The quality of Tasmanian wines was quick to find attention, curiously for cabernet sauvignon and riesling initially, but it was not long before interest in chardonnay swelled, for both sparkling and table wines. Chardonnay is now in second place behind pinot noir, which is in a distant lead.

Chardonnay’s success is the end of its inexorable spread south, through Yarra Valley and Mornington, to increasingly cool regions. Tassie’s climate is overall cool and maritime, and particularly so for the vineyards, which are mostly at lower altitude and not far from a coast. There is a general trend of cooling temperature as you move from north to south, Launceston to Hobart, with the Huon area south of Hobart and the east coast distinctly cooler. Rainfall varies dramatically from west to east: 4,300mm per annum at Queenstown to 490mm at Hobart Airport. Yes, the Coal River vineyards to the north of the airport and Cambridge are in a rain shadow.

Tasmanian vineyards are subjected to large swings in weather throughout the growing season, more, arguably, than any other region. Strong winds or rain at flowering can radically reduce crop levels. Wet weather in summer and before harvest can damage grape quality and, again, reduce yields. The state-wide crop has ranged from a high of 17,180 tonnes – about 1.24 million dozen – in 2017 to 12,308 tonnes in 2020. The trend line is consistently increasing, however, with the rapid planting of more vineyards as demand grows.
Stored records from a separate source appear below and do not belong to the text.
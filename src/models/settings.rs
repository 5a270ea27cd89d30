//! Site-wide settings (singleton record)

use serde::{Deserialize, Serialize};
use std::collections::BTreeMap;

/// Site settings
#[derive(Debug, Clone, PartialEq, Serialize, Deserialize)]
pub struct SiteSettings {
    #[serde(default = "default_site_name")]
    pub site_name: String,
    #[serde(default = "default_site_description")]
    pub site_description: String,
    #[serde(default = "default_site_url")]
    pub site_url: String,
    #[serde(default = "default_language")]
    pub default_language: String,
    #[serde(default = "default_timezone")]
    pub timezone: String,
    #[serde(default = "default_date_format")]
    pub date_format: String,
    #[serde(default = "default_time_format")]
    pub time_format: String,
    /// Theme colours keyed by role (`primary_color`, ...)
    #[serde(default = "default_theme")]
    pub theme: BTreeMap<String, String>,
    /// Feature flags
    #[serde(default = "default_features")]
    pub features: BTreeMap<String, bool>,
}

impl Default for SiteSettings {
    fn default() -> Self {
        Self {
            site_name: default_site_name(),
            site_description: default_site_description(),
            site_url: default_site_url(),
            default_language: default_language(),
            timezone: default_timezone(),
            date_format: default_date_format(),
            time_format: default_time_format(),
            theme: default_theme(),
            features: default_features(),
        }
    }
}

fn default_site_name() -> String {
    "Enhanced CMS".to_string()
}

fn default_site_description() -> String {
    "A modern content management system".to_string()
}

fn default_site_url() -> String {
    "https://cms.example.com".to_string()
}

fn default_language() -> String {
    "en".to_string()
}

fn default_timezone() -> String {
    "UTC".to_string()
}

fn default_date_format() -> String {
    "YYYY-MM-DD".to_string()
}

fn default_time_format() -> String {
    "24h".to_string()
}

fn default_theme() -> BTreeMap<String, String> {
    [
        ("primary_color", "#3b82f6"),
        ("secondary_color", "#6b7280"),
        ("background_color", "#ffffff"),
        ("text_color", "#1f2937"),
    ]
    .into_iter()
    .map(|(k, v)| (k.to_string(), v.to_string()))
    .collect()
}

fn default_features() -> BTreeMap<String, bool> {
    [
        "drag_and_drop",
        "real_time_preview",
        "media_library",
        "link_manager",
        "export_import",
    ]
    .into_iter()
    .map(|k| (k.to_string(), true))
    .collect()
}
Amongst Australia’s Geographical Indications (GI), Tasmania appears as a single region. The grape-growing areas are quite well defined, geographically and to a large extent stylistically, so there is currently much discussion on whether Tassie should get GI subregions officially confirmed. While the reasons for style differences between ‘subregions’ fascinate me, this is an argument I’ll butt out of as at present, I think Tasmania is the name that should be promoted. And so, to the tasting.

As more vineyards are planted to chardonnay, expect more great wines, like our top picks.

All our lives have had upheavals, even tragedies. Planning a wine tasting is, in comparison, trivial, but planned it still must be. Being Canberra-based would have brought me 14 days’ quarantine on return home had we done the tasting at GT WINE’s Sydney office. Orange-based Peter Bourne, similarly, had no wish to spend two days in locked-down Sydney. After three weeks of postponements, we therefore decided to do the first tranche of the tasting in Orange, at the good facilities of Ferment Wine Centre. There we were joined by two local winemakers, both experienced judges: Nadja Wallington of ChaLou Wines and Jeff Byrne from Byrne Farm.

After the tasting, Bourne, took the wines to Sydney where regular tasters Toni Paterson MW and Andrew Caillard MW tasted them the following day.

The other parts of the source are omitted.